EXERCISE DETAILS: Read through the lines below for the string "than" and copy each one that has it.

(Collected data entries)
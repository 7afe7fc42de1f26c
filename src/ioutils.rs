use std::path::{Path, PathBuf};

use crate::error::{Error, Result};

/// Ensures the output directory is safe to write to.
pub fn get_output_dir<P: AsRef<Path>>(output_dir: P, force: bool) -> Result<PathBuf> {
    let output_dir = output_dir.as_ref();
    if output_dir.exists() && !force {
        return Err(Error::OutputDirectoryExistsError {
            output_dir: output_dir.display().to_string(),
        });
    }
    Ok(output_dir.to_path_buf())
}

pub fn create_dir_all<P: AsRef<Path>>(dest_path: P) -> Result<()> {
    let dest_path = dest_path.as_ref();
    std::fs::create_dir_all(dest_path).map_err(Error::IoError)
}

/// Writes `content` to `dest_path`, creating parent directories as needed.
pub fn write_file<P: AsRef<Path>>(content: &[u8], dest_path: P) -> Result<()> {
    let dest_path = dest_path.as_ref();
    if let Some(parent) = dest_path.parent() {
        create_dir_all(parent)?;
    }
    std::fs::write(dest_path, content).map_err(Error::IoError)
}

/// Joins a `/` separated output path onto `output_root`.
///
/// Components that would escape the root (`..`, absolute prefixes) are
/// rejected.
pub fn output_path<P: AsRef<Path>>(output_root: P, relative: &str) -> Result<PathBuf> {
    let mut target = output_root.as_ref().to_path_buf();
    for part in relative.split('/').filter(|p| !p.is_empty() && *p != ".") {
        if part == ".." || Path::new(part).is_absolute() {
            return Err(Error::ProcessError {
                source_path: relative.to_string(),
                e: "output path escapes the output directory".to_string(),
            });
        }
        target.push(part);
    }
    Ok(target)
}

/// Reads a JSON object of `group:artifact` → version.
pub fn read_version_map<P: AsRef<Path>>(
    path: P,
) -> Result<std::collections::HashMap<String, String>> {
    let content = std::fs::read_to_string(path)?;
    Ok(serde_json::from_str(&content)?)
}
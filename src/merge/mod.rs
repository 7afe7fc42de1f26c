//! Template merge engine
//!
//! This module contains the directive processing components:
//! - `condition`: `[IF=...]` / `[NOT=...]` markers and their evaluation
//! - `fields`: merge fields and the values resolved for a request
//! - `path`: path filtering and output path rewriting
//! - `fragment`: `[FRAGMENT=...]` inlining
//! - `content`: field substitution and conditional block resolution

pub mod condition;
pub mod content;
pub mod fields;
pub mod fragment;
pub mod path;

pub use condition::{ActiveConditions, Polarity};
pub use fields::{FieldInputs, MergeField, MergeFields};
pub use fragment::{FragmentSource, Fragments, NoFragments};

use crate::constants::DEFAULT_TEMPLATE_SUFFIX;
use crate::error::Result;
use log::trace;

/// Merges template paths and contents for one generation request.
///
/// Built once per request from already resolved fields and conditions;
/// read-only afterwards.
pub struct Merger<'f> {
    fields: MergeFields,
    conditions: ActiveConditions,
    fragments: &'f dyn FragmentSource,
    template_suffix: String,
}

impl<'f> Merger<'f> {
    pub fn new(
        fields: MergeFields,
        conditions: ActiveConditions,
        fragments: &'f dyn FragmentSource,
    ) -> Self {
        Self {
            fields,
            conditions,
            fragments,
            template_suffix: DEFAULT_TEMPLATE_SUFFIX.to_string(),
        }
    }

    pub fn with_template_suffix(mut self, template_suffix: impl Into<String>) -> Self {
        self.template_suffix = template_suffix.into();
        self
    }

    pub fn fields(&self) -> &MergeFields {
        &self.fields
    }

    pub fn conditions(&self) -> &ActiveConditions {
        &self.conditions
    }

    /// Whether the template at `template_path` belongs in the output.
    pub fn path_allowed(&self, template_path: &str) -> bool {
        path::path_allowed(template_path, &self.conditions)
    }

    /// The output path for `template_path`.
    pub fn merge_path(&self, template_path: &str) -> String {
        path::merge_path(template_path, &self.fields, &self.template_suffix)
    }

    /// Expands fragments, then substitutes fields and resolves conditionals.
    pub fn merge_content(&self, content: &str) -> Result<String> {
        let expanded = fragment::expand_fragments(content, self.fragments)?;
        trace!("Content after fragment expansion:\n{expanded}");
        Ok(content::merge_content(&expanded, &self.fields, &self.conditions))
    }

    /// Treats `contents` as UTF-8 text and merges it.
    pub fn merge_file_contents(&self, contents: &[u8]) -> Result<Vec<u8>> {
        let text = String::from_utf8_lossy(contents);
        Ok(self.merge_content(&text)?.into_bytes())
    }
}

* * *

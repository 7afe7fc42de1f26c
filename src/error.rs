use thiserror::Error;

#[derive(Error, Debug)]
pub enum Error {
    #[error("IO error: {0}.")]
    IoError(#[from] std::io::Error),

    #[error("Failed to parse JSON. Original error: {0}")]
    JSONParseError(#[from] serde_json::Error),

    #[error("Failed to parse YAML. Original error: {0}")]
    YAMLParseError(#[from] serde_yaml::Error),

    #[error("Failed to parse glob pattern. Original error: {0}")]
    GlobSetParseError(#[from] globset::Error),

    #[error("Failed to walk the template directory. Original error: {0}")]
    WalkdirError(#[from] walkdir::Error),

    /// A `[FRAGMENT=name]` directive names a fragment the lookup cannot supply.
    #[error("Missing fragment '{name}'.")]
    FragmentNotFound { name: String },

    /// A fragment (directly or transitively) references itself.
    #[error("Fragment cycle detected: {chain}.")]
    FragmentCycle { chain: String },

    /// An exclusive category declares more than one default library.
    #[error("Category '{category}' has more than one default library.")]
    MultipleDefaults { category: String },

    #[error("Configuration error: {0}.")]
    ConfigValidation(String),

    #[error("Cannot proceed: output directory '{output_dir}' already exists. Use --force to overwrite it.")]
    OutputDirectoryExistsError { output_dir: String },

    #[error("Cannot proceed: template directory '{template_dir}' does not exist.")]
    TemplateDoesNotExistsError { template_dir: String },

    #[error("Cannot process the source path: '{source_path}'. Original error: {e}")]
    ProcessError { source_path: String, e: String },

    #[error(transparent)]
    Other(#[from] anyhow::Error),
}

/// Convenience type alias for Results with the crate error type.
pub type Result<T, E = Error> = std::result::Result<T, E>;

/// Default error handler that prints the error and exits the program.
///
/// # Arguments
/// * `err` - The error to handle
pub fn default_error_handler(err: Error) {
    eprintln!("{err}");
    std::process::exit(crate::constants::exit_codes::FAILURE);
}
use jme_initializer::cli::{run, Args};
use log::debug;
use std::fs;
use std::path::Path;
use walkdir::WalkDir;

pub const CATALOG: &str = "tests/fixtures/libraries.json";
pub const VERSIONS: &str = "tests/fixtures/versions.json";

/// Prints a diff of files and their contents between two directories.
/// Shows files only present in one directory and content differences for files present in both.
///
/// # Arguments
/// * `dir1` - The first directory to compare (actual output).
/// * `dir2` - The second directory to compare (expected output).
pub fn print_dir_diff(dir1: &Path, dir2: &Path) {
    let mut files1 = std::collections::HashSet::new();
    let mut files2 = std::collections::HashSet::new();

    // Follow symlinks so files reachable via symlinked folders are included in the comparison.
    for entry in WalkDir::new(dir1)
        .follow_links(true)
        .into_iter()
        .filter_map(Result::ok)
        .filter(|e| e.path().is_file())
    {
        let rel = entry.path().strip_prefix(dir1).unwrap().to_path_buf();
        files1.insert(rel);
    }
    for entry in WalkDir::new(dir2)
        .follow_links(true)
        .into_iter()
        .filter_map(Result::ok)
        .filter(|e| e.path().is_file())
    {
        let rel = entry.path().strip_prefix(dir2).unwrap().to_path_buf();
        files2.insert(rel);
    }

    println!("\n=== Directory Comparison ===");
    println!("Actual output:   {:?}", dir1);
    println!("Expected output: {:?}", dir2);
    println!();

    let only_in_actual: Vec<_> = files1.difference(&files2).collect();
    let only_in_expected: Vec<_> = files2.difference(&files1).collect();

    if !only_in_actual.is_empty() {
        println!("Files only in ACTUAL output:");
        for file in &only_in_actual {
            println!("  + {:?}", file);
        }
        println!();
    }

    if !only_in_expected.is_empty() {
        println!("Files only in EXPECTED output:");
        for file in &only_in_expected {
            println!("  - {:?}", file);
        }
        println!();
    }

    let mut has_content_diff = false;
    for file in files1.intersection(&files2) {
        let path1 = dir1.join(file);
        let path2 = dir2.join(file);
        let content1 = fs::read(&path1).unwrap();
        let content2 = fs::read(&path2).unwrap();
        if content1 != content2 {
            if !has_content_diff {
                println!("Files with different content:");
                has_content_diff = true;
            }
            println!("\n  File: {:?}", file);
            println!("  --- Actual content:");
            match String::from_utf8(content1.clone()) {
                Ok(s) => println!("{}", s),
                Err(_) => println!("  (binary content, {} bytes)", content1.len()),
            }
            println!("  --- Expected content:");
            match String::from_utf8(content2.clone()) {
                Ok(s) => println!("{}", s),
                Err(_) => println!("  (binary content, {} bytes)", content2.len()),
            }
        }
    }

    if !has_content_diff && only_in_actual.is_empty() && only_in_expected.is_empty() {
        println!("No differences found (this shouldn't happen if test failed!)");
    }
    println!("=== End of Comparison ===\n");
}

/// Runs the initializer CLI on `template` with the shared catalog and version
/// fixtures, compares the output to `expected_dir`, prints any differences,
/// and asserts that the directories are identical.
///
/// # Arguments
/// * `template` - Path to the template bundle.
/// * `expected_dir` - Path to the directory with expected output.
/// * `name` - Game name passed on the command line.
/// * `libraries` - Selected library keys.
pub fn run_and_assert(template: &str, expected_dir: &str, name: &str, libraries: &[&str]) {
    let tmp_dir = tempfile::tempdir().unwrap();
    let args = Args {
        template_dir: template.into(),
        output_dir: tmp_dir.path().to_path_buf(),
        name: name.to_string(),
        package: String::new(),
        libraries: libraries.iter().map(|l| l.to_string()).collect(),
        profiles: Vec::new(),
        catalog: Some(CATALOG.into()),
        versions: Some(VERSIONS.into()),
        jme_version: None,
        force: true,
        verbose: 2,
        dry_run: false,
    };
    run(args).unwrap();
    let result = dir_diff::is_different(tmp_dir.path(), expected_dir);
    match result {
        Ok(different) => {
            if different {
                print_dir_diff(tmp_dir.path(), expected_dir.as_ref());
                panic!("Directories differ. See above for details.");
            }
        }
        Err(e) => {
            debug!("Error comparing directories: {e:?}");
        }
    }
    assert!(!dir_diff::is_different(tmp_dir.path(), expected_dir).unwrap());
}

WRITTEN SOLUTION:
    /// An exclusive category declares more than one default library.
    #[error("Category '{category}' has more than one default library.")]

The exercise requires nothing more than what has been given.